(Data for this task)

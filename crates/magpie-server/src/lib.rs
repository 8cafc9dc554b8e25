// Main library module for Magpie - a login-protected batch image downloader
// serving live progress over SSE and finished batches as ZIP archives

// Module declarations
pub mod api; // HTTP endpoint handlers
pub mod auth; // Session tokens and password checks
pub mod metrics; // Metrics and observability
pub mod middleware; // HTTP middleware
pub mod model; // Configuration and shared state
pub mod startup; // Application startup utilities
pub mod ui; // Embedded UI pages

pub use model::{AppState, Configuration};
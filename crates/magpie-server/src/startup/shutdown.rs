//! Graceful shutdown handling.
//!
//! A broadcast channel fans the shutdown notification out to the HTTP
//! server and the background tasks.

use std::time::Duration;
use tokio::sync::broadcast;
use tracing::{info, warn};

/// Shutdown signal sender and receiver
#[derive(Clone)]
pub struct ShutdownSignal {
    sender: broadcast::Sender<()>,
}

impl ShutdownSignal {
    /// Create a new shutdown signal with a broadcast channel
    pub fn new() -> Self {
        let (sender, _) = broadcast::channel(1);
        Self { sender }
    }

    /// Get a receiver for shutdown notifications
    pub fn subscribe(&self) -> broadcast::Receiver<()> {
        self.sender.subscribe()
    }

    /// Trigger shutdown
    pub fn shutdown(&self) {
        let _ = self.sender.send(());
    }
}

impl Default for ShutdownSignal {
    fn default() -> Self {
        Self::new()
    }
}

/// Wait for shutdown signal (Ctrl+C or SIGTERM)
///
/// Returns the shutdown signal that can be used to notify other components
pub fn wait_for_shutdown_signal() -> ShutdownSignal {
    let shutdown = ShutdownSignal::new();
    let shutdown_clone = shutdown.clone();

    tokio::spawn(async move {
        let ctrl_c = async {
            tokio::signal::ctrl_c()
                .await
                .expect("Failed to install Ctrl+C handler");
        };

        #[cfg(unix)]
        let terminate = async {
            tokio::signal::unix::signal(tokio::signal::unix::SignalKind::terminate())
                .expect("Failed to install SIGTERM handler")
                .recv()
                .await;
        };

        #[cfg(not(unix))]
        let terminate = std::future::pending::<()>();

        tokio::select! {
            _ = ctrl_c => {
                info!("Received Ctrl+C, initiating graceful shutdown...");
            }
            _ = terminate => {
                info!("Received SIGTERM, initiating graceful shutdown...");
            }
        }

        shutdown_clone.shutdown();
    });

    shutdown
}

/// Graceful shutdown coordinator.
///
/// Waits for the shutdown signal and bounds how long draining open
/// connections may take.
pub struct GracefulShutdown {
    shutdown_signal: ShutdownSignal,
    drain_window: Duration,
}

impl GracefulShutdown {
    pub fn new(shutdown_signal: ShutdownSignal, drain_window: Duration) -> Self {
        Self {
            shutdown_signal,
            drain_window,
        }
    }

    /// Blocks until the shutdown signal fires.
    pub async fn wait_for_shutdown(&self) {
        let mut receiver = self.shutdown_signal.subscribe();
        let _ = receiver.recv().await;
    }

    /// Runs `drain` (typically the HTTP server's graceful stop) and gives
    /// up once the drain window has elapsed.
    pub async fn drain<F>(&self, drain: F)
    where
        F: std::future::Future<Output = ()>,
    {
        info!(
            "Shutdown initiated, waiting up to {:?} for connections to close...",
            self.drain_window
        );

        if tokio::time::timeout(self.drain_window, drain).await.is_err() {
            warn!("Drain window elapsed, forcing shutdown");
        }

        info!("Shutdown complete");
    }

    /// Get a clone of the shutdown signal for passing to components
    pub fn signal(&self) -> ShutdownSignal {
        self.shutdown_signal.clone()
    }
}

(End Data for this task)

[Directions] Return an exact copy of the listing above, complete in every line.

[Task solution]
filename crates/magpie-server/src/lib.rs
repository 8cafc9dc554b8e25
// Main library module for Magpie - a login-protected batch image downloader
// serving live progress over SSE and finished batches as ZIP archives

// Module declarations
pub mod api; // HTTP endpoint handlers
pub mod auth; // Session tokens and password checks
pub mod metrics; // Metrics and observability
pub mod middleware; // HTTP middleware
pub mod model; // Configuration and shared state
pub mod startup; // Application startup utilities
pub mod ui; // Embedded UI pages

pub use model::{AppState, Configuration};
filename crates/magpie-server/src/startup/shutdown.rs
//! Graceful shutdown handling.
//!
//! A broadcast channel fans the shutdown notification out to the HTTP
//! server and the background tasks.

use std::time::Duration;
use tokio::sync::broadcast;
use tracing::{info, warn};

/// Shutdown signal sender and receiver
#[derive(Clone)]
pub struct ShutdownSignal {
    sender: broadcast::Sender<()>,
}

impl ShutdownSignal {
    /// Create a new shutdown signal with a broadcast channel
    pub fn new() -> Self {
        let (sender, _) = broadcast::channel(1);
        Self { sender }
    }

    /// Get a receiver for shutdown notifications
    pub fn subscribe(&self) -> broadcast::Receiver<()> {
        self.sender.subscribe()
    }

    /// Trigger shutdown
    pub fn shutdown(&self) {
        let _ = self.sender.send(());
    }
}

impl Default for ShutdownSignal {
    fn default() -> Self {
        Self::new()
    }
}

/// Wait for shutdown signal (Ctrl+C or SIGTERM)
///
/// Returns the shutdown signal that can be used to notify other components
pub fn wait_for_shutdown_signal() -> ShutdownSignal {
    let shutdown = ShutdownSignal::new();
    let shutdown_clone = shutdown.clone();

    tokio::spawn(async move {
        let ctrl_c = async {
            tokio::signal::ctrl_c()
                .await
                .expect("Failed to install Ctrl+C handler");
        };

        #[cfg(unix)]
        let terminate = async {
            tokio::signal::unix::signal(tokio::signal::unix::SignalKind::terminate())
                .expect("Failed to install SIGTERM handler")
                .recv()
                .await;
        };

        #[cfg(not(unix))]
        let terminate = std::future::pending::<()>();

        tokio::select! {
            _ = ctrl_c => {
                info!("Received Ctrl+C, initiating graceful shutdown...");
            }
            _ = terminate => {
                info!("Received SIGTERM, initiating graceful shutdown...");
            }
        }

        shutdown_clone.shutdown();
    });

    shutdown
}

/// Graceful shutdown coordinator.
///
/// Waits for the shutdown signal and bounds how long draining open
/// connections may take.
pub struct GracefulShutdown {
    shutdown_signal: ShutdownSignal,
    drain_window: Duration,
}

impl GracefulShutdown {
    pub fn new(shutdown_signal: ShutdownSignal, drain_window: Duration) -> Self {
        Self {
            shutdown_signal,
            drain_window,
        }
    }

    /// Blocks until the shutdown signal fires.
    pub async fn wait_for_shutdown(&self) {
        let mut receiver = self.shutdown_signal.subscribe();
        let _ = receiver.recv().await;
    }

    /// Runs `drain` (typically the HTTP server's graceful stop) and gives
    /// up once the drain window has elapsed.
    pub async fn drain<F>(&self, drain: F)
    where
        F: std::future::Future<Output = ()>,
    {
        info!(
            "Shutdown initiated, waiting up to {:?} for connections to close...",
            self.drain_window
        );

        if tokio::time::timeout(self.drain_window, drain).await.is_err() {
            warn!("Drain window elapsed, forcing shutdown");
        }

        info!("Shutdown complete");
    }

    /// Get a clone of the shutdown signal for passing to components
    pub fn signal(&self) -> ShutdownSignal {
        self.shutdown_signal.clone()
    }
}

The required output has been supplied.